Pero en el Egipto del régimen de Hosni Mubarak esa convivencia, si tal cosa fuera posible, entre vivos y muertos se transformó en la expresión de la acelerada pauperización de la sociedad. Durante las últimas décadas los habitantes de los cementerios capitalinos se convirtieron en una comunidad urbana muy pobre, separada, ilegal pero tolerada.

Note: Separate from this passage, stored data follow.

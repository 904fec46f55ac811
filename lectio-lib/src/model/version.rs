//! Bible version catalog types

use std::fmt;

use serde::Deserialize;
use serde::Serialize;

/// The upstream source a version's text is fetched from.
#[derive(Debug, Clone, Copy, PartialEq, Eq, Hash, Serialize, Deserialize)]
#[serde(rename_all = "kebab-case")]
pub enum VerseSource {
    /// The ESV API (api.esv.org) - licensed text, bracketed plain-text body.
    Esv,
    /// API.Bible (scripture.api.bible) - general-purpose structured provider.
    ApiBible,
    /// The NLT API (api.nlt.to) - alternate licensed text source.
    Nlt,
    /// bible-api.com - keyless last-resort generic source.
    BibleApi,
    /// The application's own verse table.
    Local,
}

impl fmt::Display for VerseSource {
    fn fmt(&self, f: &mut fmt::Formatter<'_>) -> fmt::Result {
        let name = match self {
            Self::Esv => "ESV API",
            Self::ApiBible => "API.Bible",
            Self::Nlt => "NLT API",
            Self::BibleApi => "bible-api.com",
            Self::Local => "local store",
        };
        f.write_str(name)
    }
}

/// A Bible translation the client can resolve passages against.
///
/// Versions are curated catalog data: fetched once per cache TTL window and
/// otherwise treated as read-only reference data.
#[derive(Debug, Clone, PartialEq, Eq, Serialize, Deserialize)]
pub struct BibleVersion {
    /// Provider-specific identifier (may equal `abbreviation` for sources
    /// that key on the abbreviation itself).
    pub id: String,
    /// Full display name, e.g. `"King James Version"`.
    pub name: String,
    /// User-facing key, e.g. `"KJV"`.
    pub abbreviation: String,
    /// ISO language code, e.g. `"en"`.
    pub language: String,
    /// The source this version's text comes from.
    pub source: VerseSource,
}

impl BibleVersion {
    /// Creates a new catalog entry.
    pub fn new(
        id: impl Into<String>,
        name: impl Into<String>,
        abbreviation: impl Into<String>,
        language: impl Into<String>,
        source: VerseSource,
    ) -> Self {
        Self {
            id: id.into(),
            name: name.into(),
            abbreviation: abbreviation.into(),
            language: language.into(),
            source,
        }
    }
}
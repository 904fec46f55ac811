//! Cache configuration

use std::time::Duration;

/// Seven days, the validity window for both passages and the version list.
const DEFAULT_TTL: Duration = Duration::from_secs(7 * 24 * 60 * 60);

/// TTL (time-to-live) settings for the passage/version cache.
///
/// # Example
///
/// ```
/// use std::time::Duration;
/// use lectio_lib::cache::CacheConfig;
///
/// let config = CacheConfig::default()
///     .with_passage_ttl(Duration::from_secs(24 * 3600));
/// ```
#[derive(Debug, Clone)]
pub struct CacheConfig {
    /// TTL for resolved passages.
    ///
    /// Default: 7 days
    pub passage_ttl: Duration,

    /// TTL for the cached version list.
    ///
    /// Default: 7 days
    pub version_ttl: Duration,
}

impl Default for CacheConfig {
    fn default() -> Self {
        Self {
            passage_ttl: DEFAULT_TTL,
            version_ttl: DEFAULT_TTL,
        }
    }
}

impl CacheConfig {
    /// Creates a cache config with default values.
    pub fn new() -> Self {
        Self::default()
    }

    /// Sets the passage TTL.
    pub fn with_passage_ttl(mut self, ttl: Duration) -> Self {
        self.passage_ttl = ttl;
        self
    }

    /// Sets the version-list TTL.
    pub fn with_version_ttl(mut self, ttl: Duration) -> Self {
        self.version_ttl = ttl;
        self
    }

    /// Creates a config with zero TTLs, so every read misses.
    pub fn no_cache() -> Self {
        Self {
            passage_ttl: Duration::ZERO,
            version_ttl: Duration::ZERO,
        }
    }
}
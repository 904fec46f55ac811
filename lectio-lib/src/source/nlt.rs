//! NLT API source (api.nlt.to).
//!
//! Secondary licensed-text provider. Same bracketed-verse-number text format
//! as the ESV API, but a different base URL, a key passed as a query
//! parameter, and a provider-specific translation id (`NLT`, `KJV`, ...).

use std::time::Duration;

use async_trait::async_trait;
use reqwest::Client;

use super::bracketed::parse_bracketed_text;
use super::PassageSource;
use crate::error::SourceError;
use crate::model::ParsedReference;
use crate::model::Verse;
use crate::model::VerseSource;

const DEFAULT_BASE_URL: &str = "https://api.nlt.to/api";

/// Source adapter for the NLT API.
pub struct NltSource {
    http_client: Client,
    api_key: Option<String>,
    base_url: String,
    timeout: Option<Duration>,
}

impl NltSource {
    /// Creates a new NLT source.
    pub fn new(http_client: Client, api_key: Option<String>, timeout: Option<Duration>) -> Self {
        Self {
            http_client,
            api_key,
            base_url: DEFAULT_BASE_URL.to_string(),
            timeout,
        }
    }

    /// Overrides the base URL (for tests).
    pub fn with_base_url(mut self, base_url: impl Into<String>) -> Self {
        self.base_url = base_url.into();
        self
    }
}

#[async_trait]
impl PassageSource for NltSource {
    fn source(&self) -> VerseSource {
        VerseSource::Nlt
    }

    async fn fetch_passage(
        &self,
        provider_id: &str,
        reference: &ParsedReference,
    ) -> Result<Vec<Verse>, SourceError> {
        let Some(api_key) = &self.api_key else {
            return Err(SourceError::NotConfigured {
                verse_source: VerseSource::Nlt,
            });
        };

        let url = format!(
            "{}/passages?ref={}&version={}&key={}",
            self.base_url,
            urlencoding::encode(&reference.to_string()),
            urlencoding::encode(provider_id),
            urlencoding::encode(api_key)
        );

        let mut request = self.http_client.get(&url);
        if let Some(timeout) = self.timeout {
            request = request.timeout(timeout);
        }

        let response = request.send().await?;
        if !response.status().is_success() {
            let status = response.status().as_u16();
            let body = response.text().await.unwrap_or_default();
            return Err(SourceError::http(status, body));
        }

        let body = response
            .text()
            .await
            .map_err(|e| SourceError::parse(format!("NLT passage body: {e}")))?;

        Ok(parse_bracketed_text(&body, reference.start_chapter))
    }
}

Y con un destino incierto. Saben que al vivir en la Ciudad de los Muertos violan la ley pero no están dispuestos a salir de allí hasta que el Gobierno no les otorgue una solución de vivienda. Reivindicación inaudible durante un régimen que cayó en febrero pasado, justamente por haber creado miseria e instalado la corrupción como la esencia del contrato social.
“Los días que siguieron al 25 de enero fui al centro de la ciudad y me uní a los millones de personas que estaban concentradas en la Plaza Tahrir. Yo también quería exigir mejores condiciones de vida para todos. Pero cuando unos días después, en plena revuelta, el gobierno liberó a los criminales de las cárceles tuve que regresar al cementerio para proteger a mi familia. Los delincuentes llegaron a violar mujeres y robar lo poco que tenemos. Tuvimos que encerrarnos”, narra Karim quien a sus 23 años vive obsesionado con la idea de ir a la Universidad para estudiar finanzas.
Karim y sus tres hermanos van a la escuela. Para ellos la vida fuera del cementerio no es fácil. Resulta complicado decir en la escuela que uno habita en la Ciudad de los Muertos. Pero adentro la situación no es mejor. Al caer la noche, la electricidad se corta, las mujeres se encierran en sus casas y el cementerio muta a refugio de maleantes. “Vienen a drogarse, a ultrajar mujeres en los callejones oscuros. Y aquí a la policía no le vemos ni el pelo”, dice Karim.
Cada tarde, al regresar del colegio Aya, la única hija de los Abdul Wahid, se encierra en el mausoleo donde nació. Su madre prefiere que no salga de allí para protegerla del crimen. Aya, que en árabe significa verso, quiere estudiar derecho. No le tiene miedo a los muertos. Aya le teme a los vivos.